I came home from a meeting last night and it was about 9:00 when I got home. As I came in the door, my 16 year old daughter, purse on her shoulder and keys in her hand, was heading out the door.

"Where are you going?"

"I've got to go to the other house. Dad's still there. Every time I talk to him he says he's coming home, but then he never does. I went over there earlier to get some money and I think he was on drugs. I think he's using again. Now he turned his phone off and won't answer. We have to go see if he's okay!"

Her dad moved back in with me this past November. He stopped using six months ago and we decided to make a go of it again, eight years after the divorce. Nine years ago, I moved out. I had one year clean and sober and he continued to use drugs. I was determined not to relapse back into active addiction this time around. I had been through treatment three times (over a 7 year period) and every time I ended up using again. It wasn't his fault, but living with someone in active addiction while trying to stay clean is very difficult. I obviously found it more than difficult; I found it impossible. I walked away from a 16 year marriage nine years ago.

Yesterday he said he was going to spend the day working on the house we're trying to sell. It is the first house we ever bought together. It is the house I walked away from when I walked away from the marriage. It is the house he has been living in since the divorce.

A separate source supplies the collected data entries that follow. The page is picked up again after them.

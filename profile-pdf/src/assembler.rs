use std::any::Any;
use std::panic::{self, AssertUnwindSafe};

use pdf_core::{load_image, wrap, BuiltinFont, TextStyle};
use tracing::{error, info, warn};

use crate::config::ReportConfig;
use crate::error::ReportError;
use crate::layout::{DrawOp, PageLifecycle};
use crate::model::ProfileReport;
use crate::sections;

/// MIME type of every generated document.
pub const CONTENT_TYPE: &str = "application/pdf";

/// Bottom edge of the image in the avatar-only document.
const AVATAR_ONLY_BOTTOM: f64 = 350.0;
const CAPTION_SIZE: f64 = 18.0;
const CAPTION_OFFSET: f64 = 30.0;

/// The two documents the engine produces.
#[derive(Debug, Clone, Copy, PartialEq, Eq)]
pub enum DocumentKind {
    Avatar,
    ProfileReport,
}

impl DocumentKind {
    /// Suggested download name.
    pub fn file_name(&self) -> &'static str {
        match self {
            DocumentKind::Avatar => "avatar.pdf",
            DocumentKind::ProfileReport => "user-profile.pdf",
        }
    }

    pub fn content_type(&self) -> &'static str {
        CONTENT_TYPE
    }
}

/// Renders profile documents with a fixed layout configuration.
///
/// Each call builds its own document and page lifecycle, so one
/// renderer can be shared freely between threads.
#[derive(Debug, Clone, Default)]
pub struct ProfileRenderer {
    config: ReportConfig,
}

impl ProfileRenderer {
    pub fn new(config: ReportConfig) -> Self {
        ProfileRenderer { config }
    }

    pub fn config(&self) -> &ReportConfig {
        &self.config
    }

    /// Render the full profile report: title, optional avatar, user
    /// information, statistics, car and maintenance lists, and the
    /// generation timestamp, paginated as needed.
    ///
    /// Missing optional fields never cause an error, and an avatar
    /// that cannot be decoded is left out.
    pub fn render(
        &self,
        image_bytes: Option<&[u8]>,
        report: &ProfileReport,
    ) -> Result<Vec<u8>, ReportError> {
        info!(
            cars = report.cars.len(),
            maintenance_records = report.maintenance_records.len(),
            with_avatar = image_bytes.is_some_and(|b| !b.is_empty()),
            "rendering profile report"
        );
        if !report.totals_match_lists() {
            warn!(
                total_cars = report.total_cars,
                listed_cars = report.cars.len(),
                total_maintenance_records = report.total_maintenance_records,
                listed_maintenance_records = report.maintenance_records.len(),
                "report totals disagree with its lists; rendering totals as given"
            );
        }
        guarded(DocumentKind::ProfileReport, || {
            self.render_sections(image_bytes, report)
        })
    }

    /// Render a single page holding the image centered horizontally,
    /// with `label` as a bold caption underneath when it is not blank.
    /// The caption's whitespace is collapsed and each wrapped line is
    /// centered.
    ///
    /// Fails with [`ReportError::MissingImage`] for empty input and
    /// [`ReportError::Decode`] when the bytes are not an image.
    pub fn render_avatar_only(
        &self,
        image_bytes: &[u8],
        label: Option<&str>,
    ) -> Result<Vec<u8>, ReportError> {
        info!(bytes = image_bytes.len(), "rendering avatar document");
        guarded(DocumentKind::Avatar, || {
            if image_bytes.is_empty() {
                return Err(ReportError::MissingImage);
            }
            let decoded = load_image(image_bytes.to_vec())?;

            let config = &self.config;
            let size = config.avatar_only_size;
            let mut pages = PageLifecycle::open(config)?;
            let image = pages.embed_image(decoded)?;

            let top = AVATAR_ONLY_BOTTOM + size;
            pages.advance(pages.cursor().y - top);
            pages.write(DrawOp::Image {
                image,
                x: (config.page_width - size) / 2.0,
                size,
                advance: size + CAPTION_OFFSET,
            });

            let style = TextStyle::new(BuiltinFont::HelveticaBold, CAPTION_SIZE);
            let caption = wrap(
                label.unwrap_or_default(),
                style.font,
                style.font_size,
                config.content_width(),
            );
            for line in &caption {
                pages.ensure_space(style.line_height())?;
                let left = (config.page_width - style.measure(line)) / 2.0;
                pages.write(DrawOp::Text {
                    text: line,
                    style,
                    indent: (left - config.margin).max(0.0),
                    advance: style.line_height(),
                });
            }
            Ok(pages.close()?)
        })
    }

    fn render_sections(
        &self,
        image_bytes: Option<&[u8]>,
        report: &ProfileReport,
    ) -> Result<Vec<u8>, ReportError> {
        let config = &self.config;
        let mut pages = PageLifecycle::open(config)?;

        sections::title(&mut pages);
        sections::avatar(&mut pages, config, image_bytes)?;
        if let Some(user) = &report.subject {
            sections::user_info(&mut pages, config, user)?;
        }
        sections::statistics(&mut pages, config, report)?;
        sections::cars(&mut pages, config, &report.cars)?;
        sections::maintenance(&mut pages, config, &report.maintenance_records)?;
        sections::footer(&mut pages, report)?;

        let page_count = pages.page_count();
        let bytes = pages.close()?;
        info!(pages = page_count, "laid out profile report");
        Ok(bytes)
    }
}

/// Run one render, turning a panic into [`ReportError::Internal`] and
/// logging the outcome.
fn guarded<F>(kind: DocumentKind, render: F) -> Result<Vec<u8>, ReportError>
where
    F: FnOnce() -> Result<Vec<u8>, ReportError>,
{
    let result = panic::catch_unwind(AssertUnwindSafe(render))
        .unwrap_or_else(|payload| Err(ReportError::Internal(panic_message(payload))));
    match &result {
        Ok(bytes) => info!(document = kind.file_name(), bytes = bytes.len(), "document generated"),
        Err(e) => error!(document = kind.file_name(), error = %e, "document generation failed"),
    }
    result
}

fn panic_message(payload: Box<dyn Any + Send>) -> String {
    if let Some(msg) = payload.downcast_ref::<&str>() {
        msg.to_string()
    } else if let Some(msg) = payload.downcast_ref::<String>() {
        msg.clone()
    } else {
        "render panicked".to_string()
    }
}

#[cfg(test)]
mod tests {
    use super::*;

    #[test]
    fn file_names() {
        assert_eq!(DocumentKind::Avatar.file_name(), "avatar.pdf");
        assert_eq!(DocumentKind::ProfileReport.file_name(), "user-profile.pdf");
        assert_eq!(DocumentKind::Avatar.content_type(), "application/pdf");
    }

    #[test]
    fn panic_becomes_internal_error() {
        let result = guarded(DocumentKind::ProfileReport, || panic!("layout bug"));
        match result {
            Err(ReportError::Internal(msg)) => assert_eq!(msg, "layout bug"),
            other => panic!("expected Internal, got {:?}", other),
        }
    }

    #[test]
    fn errors_pass_through_unchanged() {
        let result = guarded(DocumentKind::Avatar, || Err(ReportError::MissingImage));
        assert!(matches!(result, Err(ReportError::MissingImage)));
    }
}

It is the house we've been working on, getting it ready to sell, so that we can buy a new house together, start fresh. It is the house my daughter and I found him in last night when he didn't come home.

She was right. He was using and had apparently been doing so all day long. I won't go into details, but what we walked in was not a pretty sight. It was all so ugly. What a horrible, ugly night last night.

My daughter drove my car home. I drove his truck home, with him geeking in the passenger seat, apologizing, begging for forgiveness. I remained silent. I couldn't speak. What am I going to do, that's the only thought I could form, what the hell am I going to do?

I woke up this morning with the same thought. It was getting redundant. I decided to pass it on to him.

"What are you going to do?"

"I don't know, I just don't know."

"You need to figure it out."

"Please don't throw me out."

"I can't live like this. You have to do something. You need help."

"You can help me. You've been helping me."

"No, I told you before, I am not your savior. I cannot save you. I'm doing good to save myself. I can't save you, too. You must do it. I had to do it. No one did it for me. No one made me go to treatment. No one made me go to meetings. No one makes me go to meetings now. No one can save me but me. No one can save you but you. It's really that simple. Stop complicating it. Just get help."

"I hate those meetings. I will lose my job if I go into treatment. I can do this. I can stop. I've been clean for 6 months. I've been doing it. I can do this."

"Not here you can't. If you're going to continue doing this on your own, like you've tried over and over again for all these years, only to end up right where you are at this moment, you can't do it here. You can stay here if you do something different, if you decide to seek some help somewhere, if you go to meetings and get into recovery. You've been abstinent, but you haven't been in recovery. You could probably stay clean and abstinent for another several months... but then what? Then what? I'll tell you what. It's easy to predict the what. What will happen is what is happening right now. You'll use again because you can't help it. You'll use again because you have nothing to put in its place. You'll use again because it's the only thing you know to do. You'll use again because you're an addict. You'll use again because you'll need it again. I know. I know. "

"So what do I do?"

"Go to a meeting at 12:00 today. Go again at 7:00 tonight. Talk. Find someone after the meeting to talk to. Ask for some help. Get a sponsor. Or go to treatment. Call a treatment center. I called one last night, you refused to go. I can't make you. This is on you, now. I can't do it for you, I'm sorry. "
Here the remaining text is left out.